Lights, Kinase, Action!

Want to turn a specific gene or protein off or on in one particular area of an organism?  Then let there be light!  UV light, to be specific.  Chemistry professor Dr. Alex Deiters specializes in creating light-activated biological switches that can help scientists control and study the function of specific genes and proteins in localized areas of cells and organisms.

A kinase doesn't need to worry about its motivation in this scene - it's all about the lighting!

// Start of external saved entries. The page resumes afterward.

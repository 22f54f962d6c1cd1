//! Synthetic hand poses for tests
//!
//! Right hand, palm facing the camera, wrist at (0.5, 0.9), y grows downward.

use super::landmarks::*;

#[derive(Clone, Copy, Debug)]
pub(crate) enum Finger {
    /// Straight up, tip well above PIP
    Extended,
    /// Bent over: tip below PIP but still above MCP
    Curled,
    /// Closed into the palm: tip below MCP
    Folded,
}

#[derive(Clone, Copy, Debug)]
pub(crate) enum Thumb {
    /// Abducted away from the palm
    Out,
    /// Tucked across the palm
    Tucked,
}

/// (x, MCP y) for index, middle, ring, pinky
const FINGER_BASES: [(f32, f32); 4] = [(0.42, 0.70), (0.50, 0.70), (0.57, 0.70), (0.63, 0.72)];

pub(crate) struct HandPose {
    thumb: Thumb,
    fingers: [Finger; 4],
    overrides: Vec<(usize, Landmark)>,
}

impl HandPose {
    pub(crate) fn open() -> Self {
        Self {
            thumb: Thumb::Out,
            fingers: [Finger::Extended; 4],
            overrides: Vec::new(),
        }
    }

    pub(crate) fn fist() -> Self {
        Self {
            thumb: Thumb::Tucked,
            fingers: [Finger::Folded; 4],
            overrides: Vec::new(),
        }
    }

    pub(crate) fn thumb(mut self, thumb: Thumb) -> Self {
        self.thumb = thumb;
        self
    }

    pub(crate) fn index(mut self, finger: Finger) -> Self {
        self.fingers[0] = finger;
        self
    }

    pub(crate) fn middle(mut self, finger: Finger) -> Self {
        self.fingers[1] = finger;
        self
    }

    pub(crate) fn pinky(mut self, finger: Finger) -> Self {
        self.fingers[3] = finger;
        self
    }

    /// Move a single landmark after the pose is laid out
    pub(crate) fn place(mut self, index: usize, x: f32, y: f32) -> Self {
        self.overrides.push((index, Landmark::new(x, y, 0.0)));
        self
    }

    pub(crate) fn build(&self) -> Vec<Landmark> {
        let mut hand = vec![Landmark::default(); MIN_LANDMARKS];
        hand[WRIST] = Landmark::new(0.50, 0.90, 0.0);
        hand[THUMB_CMC] = Landmark::new(0.42, 0.85, 0.0);
        hand[THUMB_MCP] = Landmark::new(0.38, 0.78, 0.0);

        match self.thumb {
            Thumb::Out => {
                hand[THUMB_IP] = Landmark::new(0.35, 0.72, 0.0);
                hand[THUMB_TIP] = Landmark::new(0.32, 0.66, 0.0);
            }
            Thumb::Tucked => {
                hand[THUMB_IP] = Landmark::new(0.42, 0.74, 0.0);
                hand[THUMB_TIP] = Landmark::new(0.46, 0.72, 0.0);
            }
        }

        for (i, (&(x, mcp_y), finger)) in FINGER_BASES.iter().zip(self.fingers.iter()).enumerate() {
            let mcp = INDEX_MCP + i * 4;
            let (pip_dy, dip_dy, tip_dy) = match finger {
                Finger::Extended => (-0.10, -0.17, -0.23),
                Finger::Curled => (-0.10, -0.08, -0.05),
                Finger::Folded => (-0.08, -0.02, 0.04),
            };
            hand[mcp] = Landmark::new(x, mcp_y, 0.0);
            hand[mcp + 1] = Landmark::new(x, mcp_y + pip_dy, 0.0);
            hand[mcp + 2] = Landmark::new(x, mcp_y + dip_dy, 0.0);
            hand[mcp + 3] = Landmark::new(x, mcp_y + tip_dy, 0.0);
        }

        for &(index, point) in &self.overrides {
            hand[index] = point;
        }

        hand
    }
}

Scientists have a wide range of tools to activate genes and express proteins in cells and organisms. However, those tools don’t allow scientists to control cellular processes in specific locations or at certain times. Light, in combination with light-regulated gene and protein switches, gives scientists the ability to precisely control these cellular mechanisms.

Deiters has helped create switches with “photocaged“ molecules that only become active when exposed to UV light. The light “frees” the molecule to initiate the process it was designed to–whether it’s activating a particular gene or causing  a certain protein to be functional. In close collaboration with the laboratory of professor Klaus Hahn at the University of North Carolina-Chapel Hill, Deiters’ lab engineered an important enzyme, a kinase, that is  activated when exposed to UV light.

Want to see this in action?  Here’s a link to a short movie from their most recent paper (hint:  the first .avi movie on that page is awesome!). A photocaged molecule – specifically, a photocaged version of the immunosuppressive drug rapamycin – is introduced into a cell, exposed to UV light, and voila!  It binds to a particular kinase (in this case a protein involved in cell movement) known as focal adhesion kinase, or FAK, leading to the formation of dorsal protrusions and ruffles on the cell surface.

According to Deiters, this light-activation technology doesn’t just let them control the activity of kinases, but it can also be used to trigger a wide range of protein-protein interactions.  Thanks to this work, maybe one day we’ll be able to turn cancer cells off with the flick of a light switch.